##### EXERCISE MATERIALS

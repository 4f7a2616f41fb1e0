use crate::{tokenize::tokenize, DeclarationError, GlParameter, ParameterModifier};

/// A variable declaration, without the description and versions of its document.
#[derive(Debug, Clone, PartialEq, Eq)]
pub struct VariableDecl {
    pub modifier: String,
    pub ty: String,
    pub name: String,
}

/// A function prototype, without the description and versions of its document.
#[derive(Debug, Clone, PartialEq, Eq)]
pub struct PrototypeDecl {
    pub return_type: String,
    pub name: String,
    pub parameters: Vec<GlParameter>,
}

struct Tokens(Vec<String>);

impl Tokens {
    fn get(&self, position: usize) -> Result<&str, DeclarationError> {
        self.0
            .get(position)
            .map(String::as_str)
            .ok_or(DeclarationError::UnexpectedEnd(position))
    }

    fn expect(&self, position: usize, expected: &'static str) -> Result<(), DeclarationError> {
        let found = self.get(position)?;
        if found == expected {
            Ok(())
        } else {
            Err(DeclarationError::Unexpected {
                expected,
                found: found.to_owned(),
                position,
            })
        }
    }

    fn len(&self) -> usize {
        self.0.len()
    }
}

/// Parses `modifier type name;`, where anything between the name and the `;`
/// (usually an array suffix) is glued onto the type.
pub fn parse_variable(text: &str) -> Result<VariableDecl, DeclarationError> {
    let tokens = Tokens(tokenize(text));

    let modifier = tokens.get(0)?.to_owned();
    let mut ty = tokens.get(1)?.to_owned();
    let name = tokens.get(2)?.to_owned();

    let last = tokens.len() - 1;
    tokens.expect(last, ";")?;
    if last > 3 {
        ty.push_str(&tokens.0[3..last].concat());
    }

    Ok(VariableDecl { modifier, ty, name })
}

/// Parses `return_type name( params );`.
///
/// Each parameter reads `[ modifier? type name? array? ]`, with the brackets marking it
/// optional. A bare `void` ends the list, so `(void)` yields no parameters at all.
pub fn parse_prototype(text: &str) -> Result<PrototypeDecl, DeclarationError> {
    let tokens = Tokens(tokenize(text));

    let return_type = tokens.get(0)?.to_owned();
    let name = tokens.get(1)?.to_owned();
    tokens.expect(2, "(")?;

    // `get(2)` succeeded, so there are at least three tokens
    let end = tokens.len() - 2;

    let mut parameters = vec![];
    let mut i = 3;
    while i < end {
        let optional = tokens.get(i)? == "[";
        if optional {
            i += 1;
        }

        let modifier = ParameterModifier::from_token(tokens.get(i)?);
        if modifier.is_some() {
            i += 1;
        }

        let ty = tokens.get(i)?;
        if ty == "void" {
            break;
        }
        i += 1;

        let mut parameter = GlParameter {
            optional,
            modifier,
            ty: ty.to_owned(),
            name: None,
        };

        let name = tokens.get(i)?;
        if name.starts_with(char::is_alphanumeric) {
            parameter.name = Some(name.to_owned());
            i += 1;
        }

        if tokens.get(i)? == "[" {
            let array_start = i;
            while i < tokens.len() && tokens.0[i] != "]" {
                i += 1;
            }
            i += 1;
            let array_end = i.min(tokens.len());
            parameter.ty.push_str(&tokens.0[array_start..array_end].concat());

            // `type[N] name` puts the name after the array suffix
            if parameter.name.is_none()
                && i < end
                && tokens.0[i].starts_with(char::is_alphanumeric)
            {
                parameter.name = Some(tokens.0[i].clone());
                i += 1;
            }
        }

        parameters.push(parameter);

        if optional {
            tokens.expect(i, "]")?;
            i += 1;
        }
        if tokens.get(i)? == "," {
            i += 1;
        }
    }

    tokens.expect(end, ")")?;
    tokens.expect(end + 1, ";")?;

    Ok(PrototypeDecl {
        return_type,
        name,
        parameters,
    })
}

##########

▶ _WORK INSTRUCTIONS_:
Copy all the lines from the data above that hold the word "while".

▶ _COMPLETED TASK_:
    while i < end {
            while i < tokens.len() && tokens.0[i] != "]" {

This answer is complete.